The first DLC for The Outer Worlds, Peril on Gorgon promises to deliver a pulp sci-fi tale that sees you picking through the Halycon Corporation’s dirty laundry.
And, on the whole, it delivers. With scarcely a skidmark in sight, you’re off on a merry chase around Gorgon, a planetoid that’s the site of the corporation’s now-abandoned research facility. Gorgon’s not as massive as you might have been led to believe (you can traverse it in about four minutes, barring enemy encounters, and power through it in a few hours) but it’s more open than The Outer Worlds‘ other locales. You’ll still stumble across the odd sealed door, but you never feel penned in. For anyone who drifted in from Skyrim, that’s a real boon.
As you might expect, there are some new enemies to tangle with in Peril on Gorgon, such as the too-cute-to-killl shiverpillar, which will have you cooing as it chews on your guts. When you’re not following the trail of Gorgon’s missing scientist, you can roam the oddly luminescent caves or mix with the locals.
I got a kick out of how little the populace actually care about the suspect creatures that may or may not have been brewed up in the labs. While the evacuation siren is blaring, they’re knocking back pints in the local pub, or poking around for salvage. It’s a welcome contrast to The Outer Worlds‘ settlements, where everyone either serves the corporation tirelessly or hates them with a vengeance. Here, Halycon is gone and no-one gives a hoot.
That said, there are places where Peril on Gorgon plays it a little too safe. Fallout 3‘s Point Lookout was such a joy because it asked, “what if we took Fallout 3… but added even more horror?”. Instead, Peril on Gorgon asks “What we if took The Outer Worlds and added… more The Outer Worlds?”.

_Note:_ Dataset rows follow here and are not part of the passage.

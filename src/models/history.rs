// SPDX-License-Identifier: MIT
// Copyright 2026 Roland Dreier <roland@rolandd.dev>

//! Dated service log for a piece of equipment. Not affected by rides.

use chrono::NaiveDate;
use serde::{Deserialize, Serialize};
use std::sync::RwLock;

use crate::models::equipment::Accumulate;
use crate::sync;

#[derive(Debug, Clone, PartialEq, Eq, Serialize, Deserialize)]
pub struct HistoryEntry {
    pub date: NaiveDate,
    #[serde(default)]
    pub text: String,
}

#[derive(Debug, Clone, PartialEq, Eq, Serialize, Deserialize)]
pub struct HistoryConfig {
    #[serde(default = "default_most_recent_first")]
    pub sort_most_recent_first: bool,
    #[serde(default)]
    pub entries: Vec<HistoryEntry>,
}

fn default_most_recent_first() -> bool {
    true
}

impl Default for HistoryConfig {
    fn default() -> Self {
        Self {
            sort_most_recent_first: true,
            entries: Vec::new(),
        }
    }
}

#[derive(Debug, Default)]
pub struct EquipmentHistory {
    config: RwLock<HistoryConfig>,
}

impl EquipmentHistory {
    pub fn with_config(config: HistoryConfig) -> Self {
        Self {
            config: RwLock::new(config),
        }
    }

    pub fn config(&self) -> HistoryConfig {
        sync::read(&self.config).clone()
    }

    pub fn update<R>(&self, edit: impl FnOnce(&mut HistoryConfig) -> R) -> R {
        edit(&mut sync::write(&self.config))
    }

    /// Append an entry and keep the list in display order.
    pub fn add_entry(&self, date: NaiveDate, text: &str) {
        self.update(|c| {
            c.entries.push(HistoryEntry {
                date,
                text: text.to_string(),
            })
        });
        self.sort_entries();
    }

    pub fn sort_entries(&self) {
        let mut config = sync::write(&self.config);
        if config.sort_most_recent_first {
            config.entries.sort_by(|a, b| b.date.cmp(&a.date));
        } else {
            config.entries.sort_by(|a, b| a.date.cmp(&b.date));
        }
    }

    pub(crate) fn duplicate(&self) -> Self {
        Self::with_config(self.config())
    }
}

impl Accumulate for EquipmentHistory {}
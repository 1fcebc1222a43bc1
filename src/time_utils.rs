// SPDX-License-Identifier: MIT
// Copyright 2026 Roland Dreier <roland@rolandd.dev>

//! Shared helpers for calendar dates.

use chrono::{Local, NaiveDate};

/// Today's date in the local time zone.
pub fn today() -> NaiveDate {
    Local::now().date_naive()
}

/// Format an optional date for display, empty when unset.
pub fn format_date(date: Option<NaiveDate>) -> String {
    date.map(|d| d.format("%Y-%m-%d").to_string())
        .unwrap_or_default()
}

#[cfg(test)]
mod tests {
    use super::*;

    #[test]
    fn test_format_date() {
        let date = NaiveDate::from_ymd_opt(2024, 6, 1);
        assert_eq!(format_date(date), "2024-06-01");
        assert_eq!(format_date(None), "");
    }
}
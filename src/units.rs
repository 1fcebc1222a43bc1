// SPDX-License-Identifier: MIT
// Copyright 2026 Roland Dreier <roland@rolandd.dev>

//! Measurement system flag and the fixed conversions between metric and
//! imperial distance/elevation units.

use serde::{Deserialize, Serialize};
use std::sync::atomic::{AtomicBool, Ordering};

pub const KM_PER_MILE: f64 = 1.609344;
pub const MILES_PER_KM: f64 = 1.0 / KM_PER_MILE;
pub const METERS_PER_FOOT: f64 = 0.3048;
pub const FEET_PER_METER: f64 = 1.0 / METERS_PER_FOOT;

/// Decimal places kept for user-entered distances and elevations.
pub const DECIMAL_PRECISION: i32 = 1;

/// Display units, as persisted in the equipment store.
#[derive(Debug, Clone, Copy, PartialEq, Eq, Serialize, Deserialize)]
#[serde(rename_all = "lowercase")]
pub enum Units {
    Metric,
    Imperial,
}

impl Units {
    pub fn from_metric(metric: bool) -> Self {
        if metric {
            Units::Metric
        } else {
            Units::Imperial
        }
    }

    pub fn is_metric(self) -> bool {
        self == Units::Metric
    }

    /// Convert a distance in kilometres into these units.
    pub fn distance_from_km(self, km: f64) -> f64 {
        match self {
            Units::Metric => km,
            Units::Imperial => km * MILES_PER_KM,
        }
    }

    /// Convert an elevation in metres into these units.
    pub fn elevation_from_meters(self, meters: f64) -> f64 {
        match self {
            Units::Metric => meters,
            Units::Imperial => meters * FEET_PER_METER,
        }
    }
}

impl std::str::FromStr for Units {
    type Err = String;

    fn from_str(s: &str) -> Result<Self, Self::Err> {
        match s.trim().to_ascii_lowercase().as_str() {
            "metric" => Ok(Units::Metric),
            "imperial" => Ok(Units::Imperial),
            other => Err(format!("unknown unit system '{}'", other)),
        }
    }
}

/// Convert a distance from the other unit system into `to`, unrounded.
pub fn convert_distance(value: f64, to: Units) -> f64 {
    match to {
        Units::Metric => value * KM_PER_MILE,
        Units::Imperial => value * MILES_PER_KM,
    }
}

/// Convert an elevation from the other unit system into `to`, unrounded.
pub fn convert_elevation(value: f64, to: Units) -> f64 {
    match to {
        Units::Metric => value * METERS_PER_FOOT,
        Units::Imperial => value * FEET_PER_METER,
    }
}

/// Rescale a user-entered distance after the unit system flipped to `to`.
pub fn rescale_distance(value: f64, to: Units) -> f64 {
    round_to_precision(convert_distance(value, to))
}

/// Rescale a user-entered elevation after the unit system flipped to `to`.
pub fn rescale_elevation(value: f64, to: Units) -> f64 {
    round_to_precision(convert_elevation(value, to))
}

fn round_to_precision(value: f64) -> f64 {
    let factor = 10f64.powi(DECIMAL_PRECISION);
    (value * factor).round() / factor
}

/// Process-wide measurement system flag.
#[derive(Debug)]
pub struct UnitSystem {
    metric: AtomicBool,
}

impl UnitSystem {
    pub fn new(units: Units) -> Self {
        Self {
            metric: AtomicBool::new(units.is_metric()),
        }
    }

    pub fn current(&self) -> Units {
        Units::from_metric(self.metric.load(Ordering::Acquire))
    }

    /// Switch the measurement system.
    ///
    /// Returns `true` if the value actually changed; callers only rescale
    /// records on a real change.
    pub fn set(&self, units: Units) -> bool {
        self.metric.swap(units.is_metric(), Ordering::AcqRel) != units.is_metric()
    }
}

impl Default for UnitSystem {
    fn default() -> Self {
        Self::new(Units::Metric)
    }
}

#[cfg(test)]
mod tests {
    use super::*;

    #[test]
    fn test_distance_round_trip_within_tolerance() {
        for original in [0.0, 1.0, 50.0, 123.4, 9999.9] {
            let imperial = rescale_distance(original, Units::Imperial);
            let back = rescale_distance(imperial, Units::Metric);
            assert!(
                (back - original).abs() <= 1.0,
                "{} -> {} -> {}",
                original,
                imperial,
                back
            );
        }
    }

    #[test]
    fn test_elevation_round_trip_within_tolerance() {
        for original in [0.0, 10.0, 1500.0, 8848.9] {
            let imperial = rescale_elevation(original, Units::Imperial);
            let back = rescale_elevation(imperial, Units::Metric);
            assert!((back - original).abs() <= 1.0);
        }
    }

    #[test]
    fn test_rescale_rounds_to_one_decimal() {
        assert_eq!(rescale_distance(100.0, Units::Imperial), 62.1);
        assert_eq!(rescale_elevation(1000.0, Units::Imperial), 3280.8);
    }

    #[test]
    fn test_convert_is_unrounded() {
        assert!((convert_distance(10.0, Units::Imperial) - 6.213711922).abs() < 1e-9);
        assert!((convert_elevation(1000.0, Units::Metric) - 304.8).abs() < 1e-9);
    }

    #[test]
    fn test_unit_system_reports_changes() {
        let units = UnitSystem::default();
        assert_eq!(units.current(), Units::Metric);
        assert!(!units.set(Units::Metric));
        assert!(units.set(Units::Imperial));
        assert_eq!(units.current(), Units::Imperial);
        assert!(!units.set(Units::Imperial));
    }

    #[test]
    fn test_units_from_str() {
        assert_eq!("Metric".parse::<Units>(), Ok(Units::Metric));
        assert_eq!(" imperial ".parse::<Units>(), Ok(Units::Imperial));
        assert!("furlongs".parse::<Units>().is_err());
    }
}
//! Free-text notes tile.

use serde::{Deserialize, Serialize};
use std::sync::RwLock;

use crate::models::equipment::Accumulate;
use crate::sync;

#[derive(Debug, Clone, Default, PartialEq, Eq, Serialize, Deserialize)]
pub struct NotesConfig {
    #[serde(default)]
    pub notes: String,
}

#[derive(Debug, Default)]
pub struct EquipmentNotes {
    config: RwLock<NotesConfig>,
}

impl EquipmentNotes {
    pub fn with_config(config: NotesConfig) -> Self {
        Self {
            config: RwLock::new(config),
        }
    }

    pub fn config(&self) -> NotesConfig {
        sync::read(&self.config).clone()
    }

    pub fn set_notes(&self, notes: &str) {
        sync::write(&self.config).notes = notes.to_string();
    }

    pub(crate) fn duplicate(&self) -> Self {
        Self::with_config(self.config())
    }
}

impl Accumulate for EquipmentNotes {}
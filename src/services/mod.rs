// SPDX-License-Identifier: MIT
// Copyright 2026 Roland Dreier <roland@rolandd.dev>

//! Services module - aggregation and its collaborators.

pub mod coordinator;
pub mod engine;
pub mod events;
pub mod registry;
pub mod rides;

pub use coordinator::RecalculationCoordinator;
pub use engine::{AggregationEngine, EnginePhase, PassOutcome, PassReport};
pub use events::{EquipmentEvent, RecalculationComplete};
pub use registry::EquipmentRegistry;
pub use rides::{collect_rides, RideLibrary, RideLibraryError, RideSource};
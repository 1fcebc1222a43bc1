// SPDX-License-Identifier: MIT
// Copyright 2026 Roland Dreier <roland@rolandd.dev>

//! Usage windows: date-bounded rules linking an equipment tag to an item.

use chrono::NaiveDate;
use serde::{Deserialize, Serialize};
use std::collections::BTreeSet;

/// Strip every whitespace character from a tag.
///
/// Tags are normalized when they are stored, never when they are compared.
pub fn normalize_tag(tag: &str) -> String {
    tag.chars().filter(|c| !c.is_whitespace()).collect()
}

/// Split a ride's comma-joined tag list into normalized tags.
pub fn parse_tag_csv(csv: &str) -> Vec<String> {
    normalize_tag(csv)
        .split(',')
        .filter(|t| !t.is_empty())
        .map(String::from)
        .collect()
}

/// Set of tag values seen on rides, used to flag windows naming unknown gear.
#[derive(Debug, Clone, Default)]
pub struct KnownTags {
    tags: BTreeSet<String>,
}

impl KnownTags {
    pub fn contains(&self, tag: &str) -> bool {
        self.tags.contains(tag)
    }

    pub fn insert_csv(&mut self, csv: &str) {
        self.tags.extend(parse_tag_csv(csv));
    }

    pub fn len(&self) -> usize {
        self.tags.len()
    }

    pub fn is_empty(&self) -> bool {
        self.tags.is_empty()
    }
}

impl<S: AsRef<str>> FromIterator<S> for KnownTags {
    fn from_iter<I: IntoIterator<Item = S>>(iter: I) -> Self {
        Self {
            tags: iter.into_iter().map(|t| normalize_tag(t.as_ref())).collect(),
        }
    }
}

/// A tag match rule with optional start and end dates (both inclusive).
#[derive(Debug, Clone, PartialEq, Serialize, Deserialize)]
pub struct UsageWindow {
    tag: String,
    #[serde(default)]
    pub start: Option<NaiveDate>,
    #[serde(default)]
    pub end: Option<NaiveDate>,
    #[serde(skip)]
    tag_is_known: bool,
}

impl UsageWindow {
    /// An unbounded window for `tag`.
    pub fn new(tag: &str) -> Self {
        Self::bounded(tag, None, None)
    }

    pub fn bounded(tag: &str, start: Option<NaiveDate>, end: Option<NaiveDate>) -> Self {
        Self {
            tag: normalize_tag(tag),
            start,
            end,
            tag_is_known: false,
        }
    }

    pub fn tag(&self) -> &str {
        &self.tag
    }

    pub fn set_tag(&mut self, tag: &str, known: &KnownTags) {
        self.tag = normalize_tag(tag);
        self.refresh_known(known);
    }

    /// Whether `date` falls inside the window; an unset bound is open-ended.
    pub fn is_within(&self, date: NaiveDate) -> bool {
        let after_start = self.start.map_or(true, |start| start <= date);
        let before_end = self.end.map_or(true, |end| date <= end);
        after_start && before_end
    }

    /// Whether a ride with these tags on `date` is covered by this window.
    pub fn matches(&self, ride_tags: &[String], date: NaiveDate) -> bool {
        ride_tags.iter().any(|t| *t == self.tag) && self.is_within(date)
    }

    /// False only when both bounds are set and the end precedes the start.
    pub fn range_is_valid(&self) -> bool {
        match (self.start, self.end) {
            (Some(start), Some(end)) => end >= start,
            _ => true,
        }
    }

    pub fn tag_is_known(&self) -> bool {
        self.tag_is_known
    }

    pub fn refresh_known(&mut self, known: &KnownTags) {
        self.tag_is_known = known.contains(&self.tag);
    }
}
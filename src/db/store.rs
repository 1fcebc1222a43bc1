// SPDX-License-Identifier: MIT
// Copyright 2026 Roland Dreier <roland@rolandd.dev>

//! JSON file holding every equipment record's user-entered state.
//!
//! Derived totals are never persisted; they are rebuilt by the first pass
//! after load. Records are loaded as orphans and only records adopted during
//! the session are written back.

use serde::{Deserialize, Serialize};
use std::fs;
use std::path::{Path, PathBuf};
use uuid::Uuid;

use crate::error::{AppError, Result};
use crate::models::{
    Accumulate, EquipmentBody, EquipmentHistory, EquipmentItem, EquipmentNotes, EquipmentRecord,
    EquipmentSummary, HistoryConfig, ItemConfig, NotesConfig, SummaryConfig, TileLabels,
};
use crate::services::registry::EquipmentRegistry;
use crate::units::Units;

/// Current document version.
pub const STORE_VERSION: u32 = 1;

#[derive(Debug, Serialize, Deserialize)]
struct StoreDocument {
    version: u32,
    uom: Units,
    #[serde(default)]
    total_items: usize,
    #[serde(default)]
    garbage_items: usize,
    #[serde(default)]
    equipment: Vec<serde_json::Value>,
}

/// One record as written to disk.
#[derive(Debug, Serialize, Deserialize)]
struct StoredRecord {
    eqref: Uuid,
    #[serde(flatten)]
    labels: TileLabels,
    #[serde(flatten)]
    body: StoredBody,
}

#[derive(Debug, Serialize, Deserialize)]
#[serde(tag = "type", rename_all = "lowercase")]
enum StoredBody {
    Item(ItemConfig),
    Summary(SummaryConfig),
    History(HistoryConfig),
    Notes(NotesConfig),
}

impl StoredRecord {
    fn from_record(record: &EquipmentRecord) -> Self {
        let body = match record.body() {
            EquipmentBody::Item(item) => StoredBody::Item(item.config()),
            EquipmentBody::Summary(summary) => StoredBody::Summary(summary.config()),
            EquipmentBody::History(history) => StoredBody::History(history.config()),
            EquipmentBody::Notes(notes) => StoredBody::Notes(notes.config()),
        };
        Self {
            eqref: record.reference(),
            labels: record.labels(),
            body,
        }
    }

    fn into_record(self) -> EquipmentRecord {
        let body = match self.body {
            StoredBody::Item(config) => EquipmentBody::Item(EquipmentItem::with_config(config)),
            StoredBody::Summary(config) => {
                EquipmentBody::Summary(EquipmentSummary::with_config(config))
            }
            StoredBody::History(config) => {
                EquipmentBody::History(EquipmentHistory::with_config(config))
            }
            StoredBody::Notes(config) => EquipmentBody::Notes(EquipmentNotes::with_config(config)),
        };
        EquipmentRecord::with_body(self.eqref, self.labels, body)
    }
}

/// Counts reported by a load.
#[derive(Debug, Clone, Copy, Default, PartialEq, Eq)]
pub struct LoadReport {
    pub loaded: usize,
    pub skipped: usize,
    pub rescaled: bool,
}

/// Counts reported by a save.
#[derive(Debug, Clone, Copy, Default, PartialEq, Eq)]
pub struct SaveReport {
    pub saved: usize,
    pub discarded: usize,
}

/// Equipment store backed by a single JSON file.
#[derive(Debug, Clone)]
pub struct EquipmentStore {
    path: PathBuf,
}

impl EquipmentStore {
    pub fn new(path: impl Into<PathBuf>) -> Self {
        Self { path: path.into() }
    }

    pub fn path(&self) -> &Path {
        &self.path
    }

    /// Populate `registry` from the file. A missing file is an empty store.
    ///
    /// Records stored under other units are rescaled to `units`.
    pub fn load(&self, registry: &EquipmentRegistry, units: Units) -> Result<LoadReport> {
        if !self.path.exists() {
            tracing::info!(path = %self.path.display(), "No equipment store yet, starting empty");
            return Ok(LoadReport::default());
        }

        let json_data = fs::read_to_string(&self.path)?;
        let document: StoreDocument = serde_json::from_str(&json_data)?;
        if document.version > STORE_VERSION {
            return Err(AppError::InvalidInput(format!(
                "unsupported store version {} in {}",
                document.version,
                self.path.display()
            )));
        }

        let rescaled = document.uom != units;
        let mut report = LoadReport {
            rescaled,
            ..LoadReport::default()
        };

        for entry in document.equipment {
            let kind = entry
                .get("type")
                .and_then(|t| t.as_str())
                .unwrap_or("<missing>")
                .to_string();
            match serde_json::from_value::<StoredRecord>(entry) {
                Ok(stored) => {
                    let record = stored.into_record();
                    if rescaled {
                        record.units_changed(units);
                    }
                    registry.insert_loaded(record);
                    report.loaded += 1;
                }
                Err(e) => {
                    tracing::warn!(kind = %kind, error = %e, "Skipping unreadable equipment entry");
                    report.skipped += 1;
                }
            }
        }

        tracing::info!(
            path = %self.path.display(),
            loaded = report.loaded,
            skipped = report.skipped,
            rescaled,
            "Equipment store loaded"
        );
        Ok(report)
    }

    /// Write every live record. Orphans are discarded.
    ///
    /// The file is replaced atomically via a temporary sibling.
    pub fn save(&self, registry: &EquipmentRegistry, units: Units) -> Result<SaveReport> {
        let orphans = registry.orphans();
        for reference in &orphans {
            tracing::warn!(reference = %reference, "Discarding unused equipment");
        }

        let live = registry.live_records();
        let equipment = live
            .iter()
            .map(|record| serde_json::to_value(StoredRecord::from_record(record)))
            .collect::<std::result::Result<Vec<_>, _>>()?;

        let document = StoreDocument {
            version: STORE_VERSION,
            uom: units,
            total_items: live.len(),
            garbage_items: orphans.len(),
            equipment,
        };
        let json_data = serde_json::to_string_pretty(&document)?;

        let tmp_path = self.tmp_path();
        fs::write(&tmp_path, json_data).map_err(|e| self.write_failed(&tmp_path, e))?;
        fs::rename(&tmp_path, &self.path).map_err(|e| self.write_failed(&self.path, e))?;

        tracing::info!(
            path = %self.path.display(),
            saved = live.len(),
            discarded = orphans.len(),
            "Equipment store saved"
        );
        Ok(SaveReport {
            saved: live.len(),
            discarded: orphans.len(),
        })
    }

    fn tmp_path(&self) -> PathBuf {
        let mut name = self
            .path
            .file_name()
            .map(|n| n.to_os_string())
            .unwrap_or_default();
        name.push(".tmp");
        self.path.with_file_name(name)
    }

    fn write_failed(&self, path: &Path, e: std::io::Error) -> AppError {
        AppError::Persistence(format!("{} {}: {}", AppError::WRITE_FAILED, path.display(), e))
    }
}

That’s not a bad thing, but there are so many hooks that could have been explored. The opening, for example, where you converse with the sole occupant of a gloomy mansion, is pure Roger Corman. But, despite the promise of ghoulish terrors lurking in the darkness, you mostly end up dealing with marauders.
If you’re tackling Peril on Gorgon on your own, you’ll be grateful that it raises the level cap, since these yellow-suited foes can easily give you a run for your money. It does tie in nicely to The Outer World‘s existing lore, but I expected more than a recycled foe. And while the DLC’s story aspires to keep you guessing until the end, it’s patently obvious who Peril on Gorgon‘s mysterious antagonist is.
If The Outer Worlds left you cold, Peril on Gorgon isn’t going to convert you; it doesn’t break new ground, and the detective shenanigans you get to up to are rarely more complex than punching the right person in the face. But that’s a joy in itself, particularly if you just know the NPC in question is about to offer you a quest.
Peril on Gorgon is an entertainingly substantial chunk of The Outer Worlds content, with a handful of side-quests that will keep you poking around the planet until you’ve seen every inch. It may not push the envelope, but it’s good, clean, corporation-crushing fun. And it’s made me eager to see just what the The Outer Worlds’ next expansion will bring.